Why Organizing Your House is a Lot Like Organizing Your Website

by Joanna Pineda Posted on January 6, 2011

Last summer, a few months before the birth of my second son, I realized that I had to do something about my house. The house felt overrun with kids’ toys, there was mail everywhere, and I couldn’t find things. At the suggestion of several mom friends, I hired a professional organizer. C. Lee Cawley of SimplifyYou came to my house, spent 3 hours with me on two occasions and changed my life. I learned that organizing your house is a lot like organizing your website. Here’s how:

Sometimes, you need a professional to do the work or help you out. Of course I could have tackled the job of organizing my house myself, but I had been trying to get my house in shape on my own without much success.  C. Lee didn’t just get the project jump started, she gave me a framework to work with.  Organizing a website is no different.  You can do the work yourself, but a good website Information Architect (IA) will help you understand user flows, and get you fired up when the task or re-organizing your website has stalled.

A good organizer gets to you know YOU. Before making recommendations, C. Lee walked the entire house with me, asked a ton of questions, and got to know me, my family, the rhythm of our life, and our priorities.  For example, C. Lee came to respect and understand that my photos, my son’s artwork, and art from our travels are some of the  most important things in my house. So she made recommendations for storing and showcasing them, rather than trying to convince me that I don’t need to keep CJ’s masterpieces from preschool.  A good IA figures out what makes each client unique, who their audiences are, their most valuable services, and their goals for a redesign.  He or she will geek out on your site’s usage reports, interview staff and outside stakeholders, create a content inventory, get a handle on all content, and strive to understand how visitors should navigate your site, for maximum impact, traffic and conversions.

Who is going to use this? C. Lee and I came up with a plan for organizing the house that worked for me, my husband and my son. For example, we created an area in the coat closet for my son that has low hooks so he can put away his backpack and coat himself. On your website, be sure to take into account your target audiences, their demographics and psychographics, what they are looking for, what they call things, and the transactions they want to make. For example, avoid insider terminology if you have a general audience and add a prominent way to resize text if you are targeting a senior audience.

A good organizer has a repertoire of tools. When it came time to find a home for all the “stuff” in my life, C. Lee gave me a multitude of options so I could select solutions that fit my budget and design aesthetic. She suggested different ways to store all of my shoes (Hey, I’m Filipino, after all!) and CJ’s trains and Legos. A good IA will explore different ways to organize your content (by topic, function or audience, for example), and present options for navigation and featured content.

Everything needs a home.
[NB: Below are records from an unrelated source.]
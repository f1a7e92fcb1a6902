use sea_orm::entity::prelude::*;

#[derive(Clone, Debug, PartialEq, DeriveEntityModel)]
#[sea_orm(table_name = "product_images")]
pub struct Model {
    #[sea_orm(primary_key)]
    pub id: Uuid,
    pub product_id: Uuid,
    pub url: String,
    pub sort_order: i32,
    pub created_at: DateTimeWithTimeZone,
}

#[derive(Copy, Clone, Debug, EnumIter, DeriveRelation)]
pub enum Relation {
    #[sea_orm(
        belongs_to = "super::products::Entity",
        from = "Column::ProductId",
        to = "super::products::Column::Id"
    )]
    Products,
}

impl Related<super::products::Entity> for Entity {
    fn to() -> RelationDef {
        Relation::Products.def()
    }
}

impl ActiveModelBehavior for ActiveModel {}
C. Lee says that clutter happens when you don’t have a permanent home for everything. So mail piles up on your dining room table, kids’ games get stacked in a corner, and small electronics end up everywhere. But if everything has a home and you make a commitment to putting it back after use, clutter is less likely to happen. So too with a website. We can take the latest news item, recent publications, and the membership application form and feature them on the home page , the footer or the right rail, but we need to know where they live permanently so they can be found from anywhere in the site, not just specific pages.

Do you really need all that stuff? When I finally went through the mounds of toys in my living room, I found toys that my son never played with or hated, broken items, and games he had outgrown. Good grief! Why was  I holding on to this stuff? The short answer is I hadn’t taken the time to review, weed, edit.  When you create a content inventory of your entire site, you might be surprised at what you find. Ask yourself which content is old and dusty and needs to be archived, which content should be updated, and which content is compelling and necessary. And you should schedule a time (I recommend twice a year) to go through content on the site and determine what stays and what goes.
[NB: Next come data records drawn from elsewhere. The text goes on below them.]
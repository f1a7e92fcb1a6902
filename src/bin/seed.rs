use sea_orm::ActiveValue::NotSet;
use sea_orm::sea_query::OnConflict;
use sea_orm::{
    ActiveModelTrait, ColumnTrait, DatabaseConnection, EntityTrait, PaginatorTrait, QueryFilter,
    Set,
};
use uuid::Uuid;

use toko_oleh_oleh::{
    config::AppConfig,
    db::{create_orm_conn, run_migrations},
    entity::{
        bank_accounts::{ActiveModel as BankAccountActive, Entity as BankAccounts},
        categories::{ActiveModel as CategoryActive, Column as CategoryCol, Entity as Categories},
        products::{ActiveModel as ProductActive, Column as ProdCol, Entity as Products},
        settings::{ActiveModel as SettingActive, Column as SettingCol, Entity as Settings},
        users::{ActiveModel as UserActive, Column as UserCol, Entity as Users},
    },
    models::UserRole,
    services::auth_service::hash_password,
    slug::slugify,
};

struct SeedProduct {
    category: &'static str,
    name: &'static str,
    description: &'static str,
    price: i64,
    stock: i32,
    weight: i32,
}

const CATEGORIES: &[(&str, &str)] = &[
    ("Makanan Khas", "Bakpia, dodol, pempek dan makanan khas daerah"),
    ("Keripik & Camilan", "Keripik dan camilan renyah"),
    ("Kerajinan", "Batik, anyaman dan kerajinan tangan"),
    ("Minuman", "Kopi dan minuman tradisional"),
];

const PRODUCTS: &[SeedProduct] = &[
    SeedProduct {
        category: "Makanan Khas",
        name: "Bakpia Pathok Kacang Hijau",
        description: "Bakpia isi kacang hijau khas Yogyakarta, isi 20",
        price: 35_000,
        stock: 50,
        weight: 500,
    },
    SeedProduct {
        category: "Makanan Khas",
        name: "Dodol Garut",
        description: "Dodol ketan legit dari Garut",
        price: 25_000,
        stock: 40,
        weight: 400,
    },
    SeedProduct {
        category: "Keripik & Camilan",
        name: "Keripik Balado",
        description: "Keripik singkong balado khas Padang",
        price: 30_000,
        stock: 60,
        weight: 250,
    },
    SeedProduct {
        category: "Kerajinan",
        name: "Kain Batik Tulis",
        description: "Kain batik tulis motif parang",
        price: 350_000,
        stock: 8,
        weight: 300,
    },
    SeedProduct {
        category: "Minuman",
        name: "Kopi Gayo Bubuk",
        description: "Kopi arabika Gayo sangrai sedang, 250 gram",
        price: 75_000,
        stock: 3,
        weight: 250,
    },
];

const SETTINGS: &[(&str, &str)] = &[
    ("store_name", "Toko Oleh-Oleh Nusantara"),
    ("store_address", "Jl. Malioboro No. 1, Yogyakarta"),
    ("store_phone", "081234567890"),
    ("whatsapp_number", "6281234567890"),
    ("store_email", "halo@toko-oleh-oleh.test"),
];

#[tokio::main]
async fn main() -> anyhow::Result<()> {
    dotenvy::dotenv().ok();
    tracing_subscriber::fmt()
        .with_env_filter(
            tracing_subscriber::EnvFilter::try_from_default_env()
                .unwrap_or_else(|_| "info,toko_oleh_oleh=debug".into()),
        )
        .init();

    let config = AppConfig::from_env()?;
    let orm = create_orm_conn(&config.database_url).await?;
    run_migrations(&orm).await?;

    let admin_id = ensure_user(&orm, "Admin Toko", "admin@example.com", "admin123", UserRole::Admin).await?;
    let customer_id =
        ensure_user(&orm, "Budi Santoso", "budi@example.com", "budi123", UserRole::Customer).await?;
    seed_catalog(&orm).await?;
    seed_bank_account(&orm).await?;
    seed_settings(&orm).await?;

    tracing::info!(%admin_id, %customer_id, "seed completed");
    Ok(())
}

async fn ensure_user(
    db: &DatabaseConnection,
    name: &str,
    email: &str,
    password: &str,
    role: UserRole,
) -> anyhow::Result<Uuid> {
    if let Some(existing) = Users::find()
        .filter(UserCol::Email.eq(email))
        .one(db)
        .await?
    {
        tracing::info!(%email, "user already present");
        return Ok(existing.id);
    }

    let user = UserActive {
        id: Set(Uuid::new_v4()),
        name: Set(name.to_string()),
        email: Set(email.to_string()),
        password_hash: Set(hash_password(password)?),
        role: Set(role.to_string()),
        phone: Set(None),
        address: Set(None),
        created_at: NotSet,
        updated_at: NotSet,
    }
    .insert(db)
    .await?;
    tracing::info!(%email, %role, "user created");
    Ok(user.id)
}

async fn seed_catalog(db: &DatabaseConnection) -> anyhow::Result<()> {
    for (name, description) in CATEGORIES {
        let slug = slugify(name);
        let exists = Categories::find()
            .filter(CategoryCol::Slug.eq(&slug))
            .one(db)
            .await?
            .is_some();
        if exists {
            continue;
        }
        CategoryActive {
            id: Set(Uuid::new_v4()),
            name: Set(name.to_string()),
            slug: Set(slug),
            description: Set(Some(description.to_string())),
            image_url: Set(None),
            created_at: NotSet,
            updated_at: NotSet,
        }
        .insert(db)
        .await?;
    }

    for product in PRODUCTS {
        let slug = slugify(product.name);
        let exists = Products::find()
            .filter(ProdCol::Slug.eq(&slug))
            .one(db)
            .await?
            .is_some();
        if exists {
            continue;
        }
        let category = Categories::find()
            .filter(CategoryCol::Slug.eq(slugify(product.category)))
            .one(db)
            .await?
            .ok_or_else(|| anyhow::anyhow!("category {} missing", product.category))?;

        ProductActive {
            id: Set(Uuid::new_v4()),
            category_id: Set(category.id),
            name: Set(product.name.to_string()),
            slug: Set(slug),
            description: Set(Some(product.description.to_string())),
            price: Set(product.price),
            stock: Set(product.stock),
            weight: Set(product.weight),
            is_active: Set(true),
            created_at: NotSet,
            updated_at: NotSet,
        }
        .insert(db)
        .await?;
        tracing::info!(name = product.name, "product seeded");
    }
    Ok(())
}

async fn seed_bank_account(db: &DatabaseConnection) -> anyhow::Result<()> {
    if BankAccounts::find().count(db).await? > 0 {
        return Ok(());
    }
    BankAccountActive {
        id: Set(Uuid::new_v4()),
        bank_name: Set("BCA".into()),
        account_number: Set("1234567890".into()),
        account_name: Set("Toko Oleh-Oleh Nusantara".into()),
        is_active: Set(true),
        created_at: NotSet,
        updated_at: NotSet,
    }
    .insert(db)
    .await?;
    Ok(())
}

/// Existing values are left alone so re-seeding never overwrites admin edits.
async fn seed_settings(db: &DatabaseConnection) -> anyhow::Result<()> {
    for (key, value) in SETTINGS {
        Settings::insert(SettingActive {
            key: Set(key.to_string()),
            value: Set(value.to_string()),
            updated_at: NotSet,
        })
        .on_conflict(OnConflict::column(SettingCol::Key).do_nothing().to_owned())
        .exec_without_returning(db)
        .await?;
    }
    Ok(())
}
How about you? What have you organized lately and did anyone help you along the way?

3 replies on “Why Organizing Your House is a Lot Like Organizing Your Website”

Congrats on this rejuvenating process.

Your suggestion to audit site content struck a cord, especially putting that in context of the content in one’s home. My husband and I for a while now have used furniture surfaces for book storage. So the top counter surfaces of one nice office desk and one clothing cabinet are used for towers and towers of books. It’s like a glaring signage of subtext that says: “Ditch this furniture and get more bookshelves for the love of Pete!”

So in the next few weeks, I’m just committing to this project of donating desks and ordering shelves. (hey does Matrix need a gorgeous, nice sized work table??). 😉 Also I’ve set a deadline by the end of this week to donate older iMacs as well.